Antibiotic reduction is a hot topic right now, following the publication of new targets released this week. The poultry industry has made huge developments recently – without compromising on health status – and applying the same principles to the pig sector could provide answers for livestock producers across the UK.
“While there is pressure from all angles to cut down on antibiotic usage, it’s not simple case of just deciding to not use them,” explains Richard Turner, director at Applied Bacterial Control. “However, focusing on the microbiome in pigs can be a useful tool in a producer’s armoury to minimise usage.”
The microbiome is the collective name for the microbials that inhabit animals and play a key role in influencing health in livestock. “While there is still much to be discovered about the microbiome in pigs there is a lot that can be learnt from the work of the poultry industry,” adds Mr Turner. “The key thing we have derived is that the correct balance of bacteria has a direct correlation with improved health status,” adds Mr Turner. “Good management practises on farm will encourage the development of good bacteria in the pig’s gut – promoting a strong immune system and reducing the need for antibiotics.”

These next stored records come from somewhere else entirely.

//! Lowers tensor-valued form expressions into graphs of scalar operations.
//!
//! Building the scalar graph of an expression runs in four stages:
//!
//! 1. The unique nodes of the expression are enumerated into an [`ExprGraph`], operands first
//!    ([`build_graph_vertices`]).
//! 2. Every scalar component of every node is assigned a [`Symbol`] by a [`ValueNumberer`].
//!    Components known to compute the same value, including symmetric components of a tensor,
//!    share a symbol.
//! 3. The expression is rebuilt from scalar subexpressions, one per symbol
//!    ([`rebuild_with_scalar_subexpressions`]).
//! 4. The scalar expression is enumerated again, treating modified terminals as single nodes,
//!    and each node is connected to its operands.
//!
//! The result of [`build_scalar_graph`] is a graph where every node computes one scalar, and
//! every operand appears before the nodes that use it.
//!
//! ```
//! use formc_expr::Expr;
//! use formc_ir::build_scalar_graph;
//!
//! let a = Expr::coefficient("a", vec![]);
//! let b = Expr::coefficient("b", vec![]);
//! let ab = Expr::product(&a, &b).unwrap();
//! let root = Expr::sum(&ab, &ab).unwrap();
//!
//! let graph = build_scalar_graph(&root).unwrap();
//! assert_eq!(graph.number_of_nodes(), 4);
//!
//! let target = graph.target().unwrap();
//! assert_eq!(graph.out_edges(target), &[2, 2]);
//! ```

pub mod error;
pub mod graph;
pub mod rebuild;
pub mod sym_table;
pub mod traversal;
pub mod value_numbering;

use error::UnknownNode;
use formc_error::Error;
use formc_expr::{Expr, Kind};
pub use graph::{build_graph_vertices, ExprGraph, NodeData};
use log::debug;
use rayon::prelude::*;
pub use rebuild::rebuild_with_scalar_subexpressions;
pub use sym_table::SymbolTable;
pub use traversal::{unique_post_order, ExprIndex, NodeIndex};
pub use value_numbering::{Symbol, ValueNumberer};

/// Returns true if the node has no dependency edges in a scalar graph.
fn is_leaf(expr: &Expr) -> bool {
    expr.is_terminal() || (expr.is_terminal_modifier() && expr.free_indices().is_empty())
}

/// Builds the scalar graph of a scalar expression.
///
/// Multi-indices are not part of the tensor graph used for value numbering. In the scalar graph,
/// modified terminals without free indices are single nodes with no edges; every other node has
/// one edge per operand, in operand order. The node of the rebuilt root is the target.
pub fn build_scalar_graph(expr: &Expr) -> Result<ExprGraph, Error> {
    let tensor_graph = build_graph_vertices(expr, &[Kind::MultiIndex], false)?;
    debug!("tensor graph of {:?} root has {} nodes", expr.kind(), tensor_graph.number_of_nodes());

    let scalar = rebuild_with_scalar_subexpressions(&tensor_graph)?;
    let mut graph = build_graph_vertices(&scalar, &[], true)?;

    let dependencies = graph.nodes()
        .map(|(node, data)| -> Result<(NodeIndex, Vec<NodeIndex>), Error> {
            if is_leaf(&data.expr) {
                return Ok((node, Vec::new()));
            }
            let operands = data.expr
                .operands()
                .iter()
                .map(|operand| {
                    graph.index()
                        .get(operand)
                        .ok_or_else(|| Error::new(operand, UnknownNode { node }))
                })
                .collect::<Result<Vec<_>, _>>()?;
            Ok((node, operands))
        })
        .collect::<Result<Vec<_>, _>>()?;

    for (node, operands) in dependencies {
        for operand in operands {
            graph.add_edge(node, operand)?;
        }
    }

    debug!("scalar graph of {:?} root has {} nodes", expr.kind(), graph.number_of_nodes());
    Ok(graph)
}

/// Builds the scalar graphs of independent expressions in parallel.
///
/// Each expression is compiled on its own; a failure only affects the result for that
/// expression. Results are in the order of the input.
pub fn build_scalar_graphs(exprs: &[Expr]) -> Vec<Result<ExprGraph, Error>> {
    exprs.par_iter()
        .map(build_scalar_graph)
        .collect()
}

#[cfg(test)]
mod tests {
    use crate::error::NonScalarTarget;
    use formc_expr::{ConditionKind, FreeIndex, Index, MathFunction};
    use pretty_assertions::assert_eq;
    use super::*;

    fn rendered(graph: &ExprGraph) -> Vec<String> {
        graph.nodes().map(|(_, data)| data.expr.to_string()).collect()
    }

    /// Asserts that every operand of every node was added before the node.
    fn assert_dependency_order(graph: &ExprGraph) {
        let position = |node: NodeIndex| graph.nodes().position(|(other, _)| other == node).unwrap();
        for (node, _) in graph.nodes() {
            for &operand in graph.out_edges(node) {
                assert!(position(operand) < position(node));
                assert!(graph.in_edges(operand).contains(&node));
            }
        }
    }

    #[test_log::test]
    fn shared_product() {
        let a = Expr::coefficient("a", vec![]);
        let b = Expr::coefficient("b", vec![]);
        let ab = Expr::product(&a, &b).unwrap();
        let root = Expr::sum(&ab, &ab).unwrap();

        let graph = build_scalar_graph(&root).unwrap();
        assert_eq!(rendered(&graph), vec!["a", "b", "a * b", "(a * b) + (a * b)"]);
        assert_eq!(graph.target(), Some(3));
        assert_eq!(graph.out_edges(2), &[0, 1]);
        assert_eq!(graph.out_edges(3), &[2, 2]);
        assert_eq!(graph.in_edges(2), &[3, 3]);
        assert!(graph.out_edges(0).is_empty());
        assert_dependency_order(&graph);
    }

    #[test_log::test]
    fn structurally_duplicated_product() {
        let a = Expr::coefficient("a", vec![]);
        let b = Expr::coefficient("b", vec![]);
        let root = Expr::sum(&Expr::product(&a, &b).unwrap(), &Expr::product(&a, &b).unwrap()).unwrap();

        let graph = build_scalar_graph(&root).unwrap();
        assert_eq!(graph.number_of_nodes(), 4);
        assert_eq!(graph.out_edges(3), &[2, 2]);
    }

    #[test_log::test]
    fn symmetric_tensor() {
        let t = Expr::symmetric_coefficient("T", 3);
        let root = Expr::sum(&t.component(&[2, 0]).unwrap(), &t.component(&[0, 2]).unwrap()).unwrap();

        let graph = build_scalar_graph(&root).unwrap();
        assert_eq!(rendered(&graph), vec!["T[0, 2]", "T[0, 2] + T[0, 2]"]);
        assert_eq!(graph.out_edges(1), &[0, 0]);
    }

    #[test_log::test]
    fn dot_product() {
        let i = FreeIndex(0);
        let a = Expr::coefficient("a", vec![2]);
        let b = Expr::coefficient("b", vec![2]);
        let ai = a.indexed(&[Index::Free(i)]).unwrap();
        let bi = b.indexed(&[Index::Free(i)]).unwrap();
        let dot = Expr::index_sum(&Expr::product(&ai, &bi).unwrap(), i).unwrap();

        let graph = build_scalar_graph(&dot).unwrap();
        assert_eq!(rendered(&graph), vec![
            "a[0]",
            "b[0]",
            "a[0] * b[0]",
            "a[1]",
            "b[1]",
            "a[1] * b[1]",
            "(a[0] * b[0]) + (a[1] * b[1])",
        ]);
        assert_eq!(graph.out_edges(6), &[2, 5]);
        assert_dependency_order(&graph);
    }

    #[test_log::test]
    fn index_sum_and_written_out_sum_share_nodes() {
        let i = FreeIndex(0);
        let a = Expr::coefficient("a", vec![3]);
        let summed = Expr::index_sum(&a.indexed(&[Index::Free(i)]).unwrap(), i).unwrap();
        let by_hand = Expr::sum(
            &Expr::sum(&a.component(&[0]).unwrap(), &a.component(&[1]).unwrap()).unwrap(),
            &a.component(&[2]).unwrap(),
        ).unwrap();
        let root = Expr::product(&summed, &by_hand).unwrap();

        let graph = build_scalar_graph(&root).unwrap();
        assert_eq!(rendered(&graph), vec![
            "a[0]",
            "a[1]",
            "a[0] + a[1]",
            "a[2]",
            "(a[0] + a[1]) + a[2]",
            "((a[0] + a[1]) + a[2]) * ((a[0] + a[1]) + a[2])",
        ]);
        assert_eq!(graph.out_edges(4), &[2, 3]);
        assert_eq!(graph.out_edges(5), &[4, 4]);
    }

    #[test_log::test]
    fn deep_chain() {
        let a = Expr::coefficient("a", vec![]);
        let b = Expr::coefficient("b", vec![]);
        let mut root = a.clone();
        for _ in 0..100_000 {
            root = Expr::sum(&root, &b).unwrap();
        }

        let graph = build_scalar_graph(&root).unwrap();
        assert_eq!(graph.number_of_nodes(), 100_002);
        assert_eq!(graph.target(), Some(100_001));
        assert_eq!(graph.out_edges(100_001), &[100_000, 1]);
        drop(root);
        drop(graph);
    }

    #[test_log::test]
    fn component_tensor() {
        let i = FreeIndex(0);
        let a = Expr::coefficient("a", vec![2]);
        let k = Expr::coefficient("k", vec![]);
        let scaled = Expr::product(&a.indexed(&[Index::Free(i)]).unwrap(), &k).unwrap();
        let root = Expr::component_tensor(&scaled, &[i]).unwrap()
            .component(&[1])
            .unwrap();

        let graph = build_scalar_graph(&root).unwrap();
        assert_eq!(rendered(&graph), vec!["a[1]", "k", "a[1] * k"]);
        assert_eq!(graph.target(), Some(2));
    }

    #[test_log::test]
    fn list_tensor_and_conditional() {
        let x = Expr::coefficient("x", vec![]);
        let y = Expr::coefficient("y", vec![]);
        let v = Expr::list_tensor(vec![
            Expr::math(MathFunction::Sin, &x).unwrap(),
            Expr::math(MathFunction::Cos, &y).unwrap(),
        ]).unwrap();
        let negative = Expr::condition(ConditionKind::Lt, &x, &Expr::int(0)).unwrap();
        let root = Expr::conditional(&negative, &v, &v.abs()).unwrap()
            .component(&[1])
            .unwrap();

        let graph = build_scalar_graph(&root).unwrap();
        assert_eq!(rendered(&graph), vec![
            "x",
            "0",
            "x < 0",
            "y",
            "cos(y)",
            "|cos(y)|",
            "(x < 0) ? cos(y) : |cos(y)|",
        ]);
        assert_dependency_order(&graph);
    }

    #[test_log::test]
    fn every_node_is_scalar() {
        let i = FreeIndex(0);
        let j = FreeIndex(1);
        let a = Expr::coefficient("A", vec![2, 2]);
        let u = Expr::argument(0, vec![2]);
        let aij = a.indexed(&[Index::Free(i), Index::Free(j)]).unwrap();
        let duj = u.grad(2).indexed(&[Index::Free(j), Index::Free(i)]).unwrap();
        let root = Expr::index_sum(&Expr::index_sum(&Expr::product(&aij, &duj).unwrap(), i).unwrap(), j).unwrap();

        let graph = build_scalar_graph(&root).unwrap();
        for (_, data) in graph.nodes() {
            assert!(data.expr.shape().is_empty(), "{}", data.expr);
            assert!(data.expr.free_indices().is_empty(), "{}", data.expr);
        }
        assert_dependency_order(&graph);
    }

    #[test_log::test]
    fn failures_are_isolated() {
        let a = Expr::coefficient("a", vec![]);
        let u = Expr::coefficient("u", vec![2]);
        let exprs = vec![
            Expr::product(&a, &a).unwrap(),
            u.clone(),
            Expr::sum(&u.component(&[0]).unwrap(), &a).unwrap(),
        ];

        let results = build_scalar_graphs(&exprs);
        assert_eq!(results.len(), 3);
        assert_eq!(results[0].as_ref().unwrap().number_of_nodes(), 2);
        assert!(results[1].as_ref().unwrap_err().is::<NonScalarTarget>());
        assert_eq!(results[2].as_ref().unwrap().number_of_nodes(), 3);
    }
}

Sows are responsible for the transfer of healthy bacteria to piglets during birth – therefore, it’s crucial to carefully manage the rearing environment, warns Mr Turner. “Water management is one area to focus on and it’s important to ensure a clean supply and a cleanable water system is in place. As well as this, pig producers should ensure not only that housing is washed down properly but also the correct products are used to ensure all harmful bacteria is removed.”
The use of probiotics is also a useful tool to avoid antibiotic treatment, in combination with short chain fatty acids (SCFAs) to encourage healthy bacteria in the gut. “This can reduce the risk of the development of salmonella and E-Coli bacteria and help to promote a healthy gut flora.”
Stress is an often overlooked factor but can seriously impact the well-being of a herd. “One of biggest periods of stress occurs at weaning,” explains Mr Turner. “Stress often leads to disruption of the gut and more importantly the microbiome.”
While antibiotics are useful as a one-off treatment – with immediate impact on sick animals – it’s important to take a holistic approach to animal health and management. “Antibiotics cannot just be removed immediately and similarly, changing the gut by altering management techniques also doesn’t happen overnight,” he adds. “However reverting back to basics in terms of management and keeping an eye on finer detail will play a huge role in helping the pig industry gradually shift away from high levels of antibiotic usage.”